A suicide bomber has detonated himself in Afghanistan's relatively peaceful north, killing nearly two dozen people at a wedding. A national legislator was among the many dead. The Taliban denies responsibility.
A suicide bomber attacked a wedding ceremony in northern Afghanistan on Saturday, killing at least 22 people, including a national lawmaker.
Ahmad Khan Samangani, a legislator from Samangan province, was attending his daughter's wedding when he was killed by the blast. The head of local intelligence was also killed in the bombing, and another 40 people were wounded.
"The suicide attacker entered the hall where the wedding ceremony of Samangani's daughter was held, detonating his vest," Samangan province police official Ghulam Mohammad Khan said.

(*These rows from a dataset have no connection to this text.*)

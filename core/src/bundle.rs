use crate::dictionary::Dictionary;
use crate::frequency::{build_frequency_tables, TermFrequencies};
use crate::inverted::{build_inverted_index, InvertedIndex};
use crate::positions::{build_positional_index, DocumentPositions};
use crate::stopwords::StopwordSet;
use crate::tokenizer::Tokenizer;

/// Immutable result of one build. Rebuilding produces a new bundle.
#[derive(Debug, Clone, PartialEq, Eq)]
pub struct IndexBundle {
    dictionary: Dictionary,
    frequencies: Vec<TermFrequencies>,
    positions: Vec<DocumentPositions>,
    inverted: InvertedIndex,
    stopwords: StopwordSet,
}

impl IndexBundle {
    pub fn dictionary(&self) -> &Dictionary {
        &self.dictionary
    }

    pub fn frequencies(&self) -> &[TermFrequencies] {
        &self.frequencies
    }

    pub fn positions(&self) -> &[DocumentPositions] {
        &self.positions
    }

    pub fn inverted(&self) -> &InvertedIndex {
        &self.inverted
    }

    /// The stopwords as canonicalised by the build's tokenizer.
    pub fn stopwords(&self) -> &StopwordSet {
        &self.stopwords
    }

    pub fn num_documents(&self) -> usize {
        self.frequencies.len()
    }
}

/// Runs the whole pipeline: tokenize, dictionary, frequencies, positions, inverted index.
#[derive(Debug, Clone, Default)]
pub struct IndexBuilder<T> {
    tokenizer: T,
}

impl<T: Tokenizer> IndexBuilder<T> {
    pub fn new(tokenizer: T) -> Self {
        Self { tokenizer }
    }

    pub fn tokenizer(&self) -> &T {
        &self.tokenizer
    }

    pub fn build<D: AsRef<str>>(&self, documents: &[D], stopwords: &StopwordSet) -> IndexBundle {
        let stopwords = stopwords.canonical(&self.tokenizer);
        let texts: Vec<Vec<String>> = documents.iter().map(|doc| self.tokenizer.terms(doc.as_ref()).collect()).collect();

        let dictionary = Dictionary::build(&texts);
        tracing::debug!(num_terms = dictionary.len(), "built dictionary");
        let frequencies = build_frequency_tables(&dictionary, &texts);
        let positions = build_positional_index(&self.tokenizer, documents);
        let inverted = build_inverted_index(&dictionary, &frequencies, &stopwords);

        tracing::info!(
            num_docs = documents.len(),
            num_terms = dictionary.len(),
            indexed_terms = inverted.len(),
            "index bundle built"
        );
        IndexBundle { dictionary, frequencies, positions, inverted, stopwords }
    }
}

#[cfg(test)]
mod tests {
    use super::*;
    use crate::tokenizer::WordTokenizer;

    #[test]
    fn empty_corpus_gives_empty_bundle() {
        let b = IndexBuilder::new(WordTokenizer::default()).build::<&str>(&[], &StopwordSet::new());
        assert_eq!(b.num_documents(), 0);
        assert!(b.dictionary().is_empty());
        assert!(b.inverted().is_empty());
    }

    #[test]
    fn documents_without_terms_still_count() {
        let b = IndexBuilder::new(WordTokenizer::default()).build(&["...", "cat"], &StopwordSet::new());
        assert_eq!(b.num_documents(), 2);
        assert!(b.frequencies()[0].is_empty());
        assert!(b.positions()[0].is_empty());
        assert_eq!(b.inverted().get("cat"), Some(&[1][..]));
    }

    #[test]
    fn borrowed_tokenizer_builds_the_same_bundle() {
        let tok = WordTokenizer::default();
        let docs = ["a cat", "a dog"];
        let owned = IndexBuilder::new(tok.clone()).build(&docs, &StopwordSet::new());
        let borrowed = IndexBuilder::new(&tok).build(&docs, &StopwordSet::new());
        assert_eq!(owned, borrowed);
    }

    #[test]
    fn stopwords_are_canonicalised_with_the_tokenizer() {
        use crate::tokenizer::WordTokenizerConfig;

        let stem = WordTokenizer::new(WordTokenizerConfig { stem: true, ..Default::default() });
        let b = IndexBuilder::new(stem).build(&["she does run"], &StopwordSet::english());
        assert!(b.dictionary().contains("doe"));
        assert!(!b.inverted().contains("doe"));
        assert!(b.inverted().contains("run"));

        let keep_case = WordTokenizer::new(WordTokenizerConfig { lowercase: false, ..Default::default() });
        let b = IndexBuilder::new(keep_case).build(&["The Cat"], &["the"].into_iter().collect());
        assert!(!b.inverted().contains("The"));
        assert!(b.inverted().contains("Cat"));
    }
}
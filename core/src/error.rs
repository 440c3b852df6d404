//! Error type for lookups and extractor parameters.

use crate::DocId;

pub type Result<T, E = Error> = std::result::Result<T, E>;

#[derive(Debug, Clone, PartialEq, Eq, thiserror::Error)]
pub enum Error {
    /// The term occurs in no document of the corpus.
    #[error("term '{0}' does not occur in any document")]
    TermNotFound(String),

    /// The term occurs in the corpus but is a stopword, so it has no inverted-index entry.
    #[error("term '{0}' is a stopword and is excluded from the inverted index")]
    StopwordExcluded(String),

    /// The term is known to the corpus but does not occur in this document.
    #[error("term '{term}' does not occur in document {doc}")]
    TermNotInDocument { term: String, doc: DocId },

    #[error("document {doc} is out of range (corpus has {len} documents)")]
    DocumentOutOfRange { doc: DocId, len: usize },

    #[error("invalid parameter: {0}")]
    InvalidParameter(String),
}

impl Error {
    /// True for every "absent key" condition, false for rejected parameters.
    pub fn is_not_found(&self) -> bool {
        !matches!(self, Error::InvalidParameter(_))
    }
}
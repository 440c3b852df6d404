use anyhow::Result;
use axum::Router;
use clap::Parser;
use std::net::SocketAddr;
use std::path::PathBuf;
use termscope_core::source::{load_documents, load_stopwords};
use termscope_core::{StopwordSet, WordTokenizerConfig};
use termscope_server::{build_app, ServerConfig};
use tokio::net::TcpListener;
use tracing_subscriber::{fmt, EnvFilter};

#[derive(Parser)]
struct Args {
    /// Document files, or directories of *.txt files, in document order
    #[arg(long, num_args = 0..)]
    docs: Vec<PathBuf>,
    /// Stopword file, one word per line
    #[arg(long)]
    stopwords: Option<PathBuf>,
    /// Use the built-in English stopword list when no file is given
    #[arg(long, default_value_t = false)]
    english_stopwords: bool,
    /// Reduce terms to their English stem
    #[arg(long, default_value_t = false)]
    stem: bool,
    /// Do not lowercase terms
    #[arg(long, default_value_t = false)]
    keep_case: bool,
    /// Skip NFKC normalisation of terms
    #[arg(long, default_value_t = false)]
    no_nfkc: bool,
    /// Host to bind
    #[arg(long, default_value = "0.0.0.0")]
    host: String,
    /// Port to bind
    #[arg(long, default_value_t = 8080)]
    port: u16,
}

impl Args {
    fn tokenizer(&self) -> WordTokenizerConfig {
        WordTokenizerConfig { lowercase: !self.keep_case, nfkc: !self.no_nfkc, stem: self.stem }
    }
}

#[tokio::main]
async fn main() -> Result<()> {
    fmt().with_env_filter(EnvFilter::from_default_env()).init();
    let args = Args::parse();

    let documents = load_documents(&args.docs)?;
    let stopwords = match &args.stopwords {
        Some(path) => load_stopwords(path)?,
        None if args.english_stopwords => StopwordSet::english(),
        None => StopwordSet::new(),
    };
    let config = ServerConfig {
        documents,
        stopwords,
        tokenizer: args.tokenizer(),
        admin_token: std::env::var("ADMIN_TOKEN").ok(),
    };
    let app: Router = build_app(config);

    let addr: SocketAddr = format!("{}:{}", args.host, args.port).parse()?;
    let listener = TcpListener::bind(addr).await?;
    tracing::info!(%addr, "server listening");
    axum::serve(listener, app).await?;
    Ok(())
}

Several other high-ranking government officials were also reportedly in attendance at the wedding, which took place in regional capital, Aybak.
The bomber was reportedly on foot, according to Sediq Azizi, a spokesman for the provincial authorities.
Lal Mohammad Ahmadzai, a spokesman for the regional security forces, said that the bomber hugged the lawmaker shortly before detonating himself.
"Suddenly, the attacker, who was among the guests from Mazar-i-Sharif, got very close to Samangani," said Mohammad Nawab Sherzai, Aybak's criminal investigations director, told the Associated Press.
"It was a big explosion. There were bloody bodies all around the first floor. The explosion was so strong. There were people even on the third floor who were wounded."
Taliban deny responsibility
The Taliban denied responsibility for the suicide bombing, which was the deadliest attack in Afghanistan in months.
"We don't have a hand in this issue," Taliban spokesman Zabihullah Mujahid said. "Ahmad Khan (Samangani) was a former commander of the mujihadeen; he was notorious and many people could have had problems with him."
Samangani had served as a mujihadeen commander during the 1980s, fighting against the Soviet occupation of Afghanistan. He subsequently led fighters against the Taliban during their rule from 1996-2001.
Northern Afghanistan is normally known for being more peaceful than the country's southern and eastern regions.